→ Required action: Look through the entries below and extract exactly the lines from the one containing "colliding. Equality and" through the one containing "assert_eq!(a, b);", ends included.

→ Data supplied:

■ ■ ■ ■ ■

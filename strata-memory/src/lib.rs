//! # Strata Memory
//!
//! In-memory provider for the Strata virtual filesystem, serving the `mem`
//! scheme. Each filesystem owns a lock-guarded path-to-node map with the
//! root folder preexisting; content lives in shared `Bytes` buffers, so
//! reads are snapshots and never block writers.
//!
//! Useful as scratch storage and as the reference backend for exercising
//! the core lifecycle end to end.
//!
//! ```rust,ignore
//! use std::sync::Arc;
//! use strata_core::manager::FileSystemManager;
//! use strata_memory::MemoryFileProvider;
//!
//! let manager = FileSystemManager::builder()
//!     .provider("mem", Arc::new(MemoryFileProvider::new()))
//!     .build();
//! let file = manager.resolve_file("mem:///notes.txt")?;
//! file.content().write_bytes(b"hello")?;
//! ```

mod hooks;
mod provider;
pub mod store;

pub use provider::{MemoryFileProvider, MemoryFsOptionBuilder};
pub use store::{MemNode, MemStore};
//! Per-filesystem configuration options.
//!
//! Options participate in the filesystem cache key: resolving the same root
//! with a different option bag yields a distinct filesystem instance.

use std::collections::BTreeMap;

/// A single option value.
#[derive(Debug, Clone, PartialEq, Eq, Hash, PartialOrd, Ord)]
pub enum OptionValue {
    Bool(bool),
    Int(i64),
    Str(String),
}

/// An ordered bag of options, keyed by (component, option name).
///
/// The component tag scopes option names to the builder that owns them, so
/// two schemes can use the same option name without colliding. Equality and
/// hashing run over the sorted key/value sequence, which is what makes the
/// bag usable inside a filesystem cache key.
#[derive(Debug, Clone, Default, PartialEq, Eq, Hash)]
pub struct FileSystemOptions {
    entries: BTreeMap<(String, String), OptionValue>,
}

impl FileSystemOptions {
    pub fn new() -> Self {
        Self::default()
    }

    /// Sets an option, replacing any previous value.
    pub fn set(&mut self, component: &str, name: &str, value: OptionValue) {
        self.entries
            .insert((component.to_string(), name.to_string()), value);
    }

    /// Looks up an option.
    pub fn get(&self, component: &str, name: &str) -> Option<&OptionValue> {
        self.entries
            .get(&(component.to_string(), name.to_string()))
    }

    pub fn is_empty(&self) -> bool {
        self.entries.is_empty()
    }

    pub fn len(&self) -> usize {
        self.entries.len()
    }
}

/// Typed accessor surface for one component's options.
///
/// Scheme-specific builders implement this with a fixed component tag and
/// expose typed setters on top of [`FileSystemOptionBuilder::set_option`].
pub trait FileSystemOptionBuilder {
    /// The component tag scoping this builder's option names.
    fn component(&self) -> &'static str;

    fn set_option(&self, options: &mut FileSystemOptions, name: &str, value: OptionValue) {
        options.set(self.component(), name, value);
    }

    fn option<'a>(&self, options: &'a FileSystemOptions, name: &str) -> Option<&'a OptionValue> {
        options.get(self.component(), name)
    }
}

#[cfg(test)]
mod tests {
    use super::*;
    use std::collections::hash_map::DefaultHasher;
    use std::hash::{Hash, Hasher};

    fn hash_of(options: &FileSystemOptions) -> u64 {
        let mut hasher = DefaultHasher::new();
        options.hash(&mut hasher);
        hasher.finish()
    }

    #[test]
    fn test_equality_ignores_insertion_order() {
        let mut a = FileSystemOptions::new();
        a.set("mem", "max-size", OptionValue::Int(1024));
        a.set("mem", "strict", OptionValue::Bool(true));

        let mut b = FileSystemOptions::new();
        b.set("mem", "strict", OptionValue::Bool(true));
        b.set("mem", "max-size", OptionValue::Int(1024));

        assert_eq!(a, b);
        assert_eq!(hash_of(&a), hash_of(&b));
    }

    #[test]
    fn test_component_scoping() {
        let mut options = FileSystemOptions::new();
        options.set("mem", "limit", OptionValue::Int(1));
        options.set("file", "limit", OptionValue::Int(2));

        assert_eq!(options.get("mem", "limit"), Some(&OptionValue::Int(1)));
        assert_eq!(options.get("file", "limit"), Some(&OptionValue::Int(2)));
        assert_eq!(options.get("ftp", "limit"), None);
        assert_eq!(options.len(), 2);
    }

    #[test]
    fn test_distinct_values_are_unequal() {
        let mut a = FileSystemOptions::new();
        a.set("mem", "max-size", OptionValue::Int(1024));
        let mut b = FileSystemOptions::new();
        b.set("mem", "max-size", OptionValue::Int(2048));
        assert_ne!(a, b);
        assert!(FileSystemOptions::new().is_empty());
    }
}
impl FileSystem {
    /// Creates a filesystem over a backend. The capability set is computed
    /// here, once; it never changes afterwards.
    pub fn new(
        root_name: FileName,
        parent_layer: Option<FileObject>,
        options: FileSystemOptions,
        backend: Box<dyn FileSystemBackend>,
        cache: Arc<FilesCache>,
    ) -> FileSystem {
        let mut capabilities = CapabilitySet::new();
        backend.capabilities(&mut capabilities);
        FileSystem {
            inner: Arc::new(FsInner {
                id: FileSystemId::next(),
                root_name,
                parent_layer,
                options,
                capabilities,
                backend,
                cache,
                listeners: Mutex::new(HashMap::new()),
            }),
        }
    }

    pub(crate) fn id(&self) -> FileSystemId {
        self.inner.id
    }

    /// The name of the root of this filesystem.
    pub fn root_name(&self) -> &FileName {
        &self.inner.root_name
    }

    /// The root URI of this filesystem.
    pub fn root_uri(&self) -> &str {
        self.inner.root_name.root_uri()
    }

    /// The root file of this filesystem.
    pub fn root(&self) -> Result<FileObject> {
        self.resolve_file(&self.inner.root_name)
    }

    /// The file this filesystem is layered over, if any.
    pub fn parent_layer(&self) -> Option<&FileObject> {
        self.inner.parent_layer.as_ref()
    }

    /// The options this filesystem was created with.
    pub fn options(&self) -> &FileSystemOptions {
        &self.inner.options
    }

    /// The capability set of this filesystem.
    pub fn capabilities(&self) -> &CapabilitySet {
        &self.inner.capabilities
    }

    pub fn has_capability(&self, cap: Capability) -> bool {
        self.inner.capabilities.contains(cap)
    }

    /// True if both handles refer to the same filesystem instance.
    pub fn same_instance(&self, other: &FileSystem) -> bool {
        Arc::ptr_eq(&self.inner, &other.inner)
    }

    /// Resolves a name to its file object, creating and caching it on the
    /// first resolution. Concurrent callers for the same name all receive
    /// the single surviving instance.
    pub fn resolve_file(&self, name: &FileName) -> Result<FileObject> {
        if name.root_uri() != self.root_uri() {
            return Err(VfsError::MismatchedFileSystem {
                name: name.clone(),
                root_uri: self.root_uri().to_string(),
            });
        }
        if let Some(file) = self.inner.cache.get(self.inner.id, name) {
            return Ok(file);
        }
        let hooks = self.inner.backend.create_hooks(name)?;
        let file = FileObject::new(name.clone(), self.clone(), hooks);
        Ok(self.inner.cache.put_if_absent(self.inner.id, name, file))
    }

    /// Resolves a path string against the root of this filesystem.
    pub fn resolve(&self, path: &str) -> Result<FileObject> {
        let name = crate::name::resolve_name(&self.inner.root_name, path, NameScope::FileSystem)?;
        self.resolve_file(&name)
    }

    /// Cache-only lookup; never constructs an object.
    pub(crate) fn peek(&self, name: &FileName) -> Option<FileObject> {
        self.inner.cache.get(self.inner.id, name)
    }

    /// Registers a listener for events on an exact name.
    pub fn add_listener(&self, name: &FileName, listener: Arc<dyn FileListener>) {
        let mut listeners = self.inner.listeners.lock().unwrap();
        listeners.entry(name.clone()).or_default().push(listener);
    }

    /// Unregisters a previously added listener.
    pub fn remove_listener(&self, name: &FileName, listener: &Arc<dyn FileListener>) {
        let mut listeners = self.inner.listeners.lock().unwrap();
        if let Some(list) = listeners.get_mut(name) {
            list.retain(|l| !Arc::ptr_eq(l, listener));
            if list.is_empty() {
                listeners.remove(name);
            }
        }
    }

    fn snapshot_listeners(&self, name: &FileName) -> Vec<Arc<dyn FileListener>> {
        self.inner
            .listeners
            .lock()
            .unwrap()
            .get(name)
            .cloned()
            .unwrap_or_default()
    }

    pub(crate) fn fire_created(&self, file: &FileObject) {
        for listener in self.snapshot_listeners(file.name()) {
            listener.file_created(file);
        }
    }

    pub(crate) fn fire_deleted(&self, file: &FileObject) {
        for listener in self.snapshot_listeners(file.name()) {
            listener.file_deleted(file);
        }
    }

    pub(crate) fn fire_changed(&self, file: &FileObject) {
        for listener in self.snapshot_listeners(file.name()) {
            listener.file_changed(file);
        }
    }

    /// Splices `target`'s subtree at a path within this filesystem.
    ///
    /// The cache slice is cleared afterwards so already-resolved objects
    /// cannot serve stale pre-junction state.
    pub fn add_junction(&self, path: &str, target: &FileObject) -> Result<()> {
        let name = crate::name::resolve_name(&self.inner.root_name, path, NameScope::FileSystem)?;
        self.inner.backend.add_junction(&name, target)?;
        self.inner.cache.clear(self.inner.id);
        debug!(junction = %name, target = %target.name(), "junction added");
        Ok(())
    }

    /// Removes a junction.
    pub fn remove_junction(&self, path: &str) -> Result<bool> {
        let name = crate::name::resolve_name(&self.inner.root_name, path, NameScope::FileSystem)?;
        let removed = self.inner.backend.remove_junction(&name)?;
        if removed {
            self.inner.cache.clear(self.inner.id);
            debug!(junction = %name, "junction removed");
        }
        Ok(removed)
    }

    /// Closes this filesystem: releases backend resources and evicts every
    /// cached file object belonging to it.
    pub fn close(&self) {
        self.inner.backend.close();
        self.inner.cache.clear(self.inner.id);
        debug!(root = %self.inner.root_name, "filesystem closed");
    }
}

impl std::fmt::Debug for FileSystem {
    fn fmt(&self, f: &mut std::fmt::Formatter<'_>) -> std::fmt::Result {
        f.debug_struct("FileSystem")
            .field("root", &self.inner.root_name.friendly_uri())
            .field("id", &self.inner.id)
            .finish_non_exhaustive()
    }
}

#[cfg(test)]
pub(crate) mod test_support {
    //! A tiny map-backed filesystem used by the core's own lifecycle tests.

    use super::*;
    use crate::types::FileType;
    use std::io::{Cursor, Read, Write};

    #[derive(Debug, Clone)]
    pub enum Node {
        Folder,
        File(Vec<u8>),
    }

    pub type Store = Arc<Mutex<HashMap<String, Node>>>;

    pub struct MapBackend {
        pub store: Store,
    }

    impl MapBackend {
        pub fn with_root() -> MapBackend {
            let mut nodes = HashMap::new();
            nodes.insert("/".to_string(), Node::Folder);
            MapBackend {
                store: Arc::new(Mutex::new(nodes)),
            }
        }
    }

    impl FileSystemBackend for MapBackend {
        fn capabilities(&self, caps: &mut CapabilitySet) {
            caps.add_all(&[
                Capability::ReadContent,
                Capability::WriteContent,
                Capability::ListChildren,
                Capability::CreateFolder,
                Capability::Delete,
            ]);
        }

        fn create_hooks(&self, name: &FileName) -> Result<Box<dyn FileHooks>> {
            Ok(Box::new(MapHooks {
                store: self.store.clone(),
                path: name.path().to_string(),
            }))
        }
    }

    struct MapHooks {
        store: Store,
        path: String,
    }

    impl FileHooks for MapHooks {
        fn file_type(&self) -> Result<Option<FileType>> {
            Ok(self.store.lock().unwrap().get(&self.path).map(|n| match n {
                Node::Folder => FileType::Folder,
                Node::File(_) => FileType::File,
            }))
        }

        fn list_children(&self) -> Result<Vec<String>> {
            let store = self.store.lock().unwrap();
            let prefix = if self.path == "/" {
                "/".to_string()
            } else {
                format!("{}/", self.path)
            };
            let mut names: Vec<String> = store
                .keys()
                .filter(|k| {
                    k.starts_with(&prefix)
                        && k.len() > prefix.len()
                        && !k[prefix.len()..].contains('/')
                })
                .map(|k| k[prefix.len()..].to_string())
                .collect();
            names.sort();
            Ok(names)
        }

        fn open_input(&self) -> Result<Box<dyn Read + Send>> {
            let store = self.store.lock().unwrap();
            match store.get(&self.path) {
                Some(Node::File(data)) => Ok(Box::new(Cursor::new(data.clone()))),
                _ => Err(VfsError::Io {
                    source: std::io::Error::new(std::io::ErrorKind::NotFound, "no content"),
                }),
            }
        }

        fn open_output(&self, _append: bool) -> Result<Box<dyn Write + Send>> {
            Ok(Box::new(MapWriter {
                store: self.store.clone(),
                path: self.path.clone(),
                buffer: Vec::new(),
            }))
        }

        fn delete(&self) -> Result<()> {
            self.store.lock().unwrap().remove(&self.path);
            Ok(())
        }

        fn create_folder(&self) -> Result<()> {
            self.store
                .lock()
                .unwrap()
                .insert(self.path.clone(), Node::Folder);
            Ok(())
        }
    }

    struct MapWriter {
        store: Store,
        path: String,
        buffer: Vec<u8>,
    }

    impl Write for MapWriter {
        fn write(&mut self, buf: &[u8]) -> std::io::Result<usize> {
            self.buffer.extend_from_slice(buf);
            Ok(buf.len())
        }

        fn flush(&mut self) -> std::io::Result<()> {
            self.store
                .lock()
                .unwrap()
                .insert(self.path.clone(), Node::File(self.buffer.clone()));
            Ok(())
        }
    }

    pub fn new_fs() -> FileSystem {
        let root = FileName::root_of("test");
        FileSystem::new(
            root,
            None,
            FileSystemOptions::default(),
            Box::new(MapBackend::with_root()),
            Arc::new(FilesCache::new()),
        )
    }
}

■ ■ ■ ■ ■

→ Reply to the task:
/// two schemes can use the same option name without colliding. Equality and
/// hashing run over the sorted key/value sequence, which is what makes the
/// bag usable inside a filesystem cache key.
#[derive(Debug, Clone, Default, PartialEq, Eq, Hash)]
pub struct FileSystemOptions {
    entries: BTreeMap<(String, String), OptionValue>,
}

impl FileSystemOptions {
    pub fn new() -> Self {
        Self::default()
    }

    /// Sets an option, replacing any previous value.
    pub fn set(&mut self, component: &str, name: &str, value: OptionValue) {
        self.entries
            .insert((component.to_string(), name.to_string()), value);
    }

    /// Looks up an option.
    pub fn get(&self, component: &str, name: &str) -> Option<&OptionValue> {
        self.entries
            .get(&(component.to_string(), name.to_string()))
    }

    pub fn is_empty(&self) -> bool {
        self.entries.is_empty()
    }

    pub fn len(&self) -> usize {
        self.entries.len()
    }
}

/// Typed accessor surface for one component's options.
///
/// Scheme-specific builders implement this with a fixed component tag and
/// expose typed setters on top of [`FileSystemOptionBuilder::set_option`].
pub trait FileSystemOptionBuilder {
    /// The component tag scoping this builder's option names.
    fn component(&self) -> &'static str;

    fn set_option(&self, options: &mut FileSystemOptions, name: &str, value: OptionValue) {
        options.set(self.component(), name, value);
    }

    fn option<'a>(&self, options: &'a FileSystemOptions, name: &str) -> Option<&'a OptionValue> {
        options.get(self.component(), name)
    }
}

#[cfg(test)]
mod tests {
    use super::*;
    use std::collections::hash_map::DefaultHasher;
    use std::hash::{Hash, Hasher};

    fn hash_of(options: &FileSystemOptions) -> u64 {
        let mut hasher = DefaultHasher::new();
        options.hash(&mut hasher);
        hasher.finish()
    }

    #[test]
    fn test_equality_ignores_insertion_order() {
        let mut a = FileSystemOptions::new();
        a.set("mem", "max-size", OptionValue::Int(1024));
        a.set("mem", "strict", OptionValue::Bool(true));

        let mut b = FileSystemOptions::new();
        b.set("mem", "strict", OptionValue::Bool(true));
        b.set("mem", "max-size", OptionValue::Int(1024));

        assert_eq!(a, b);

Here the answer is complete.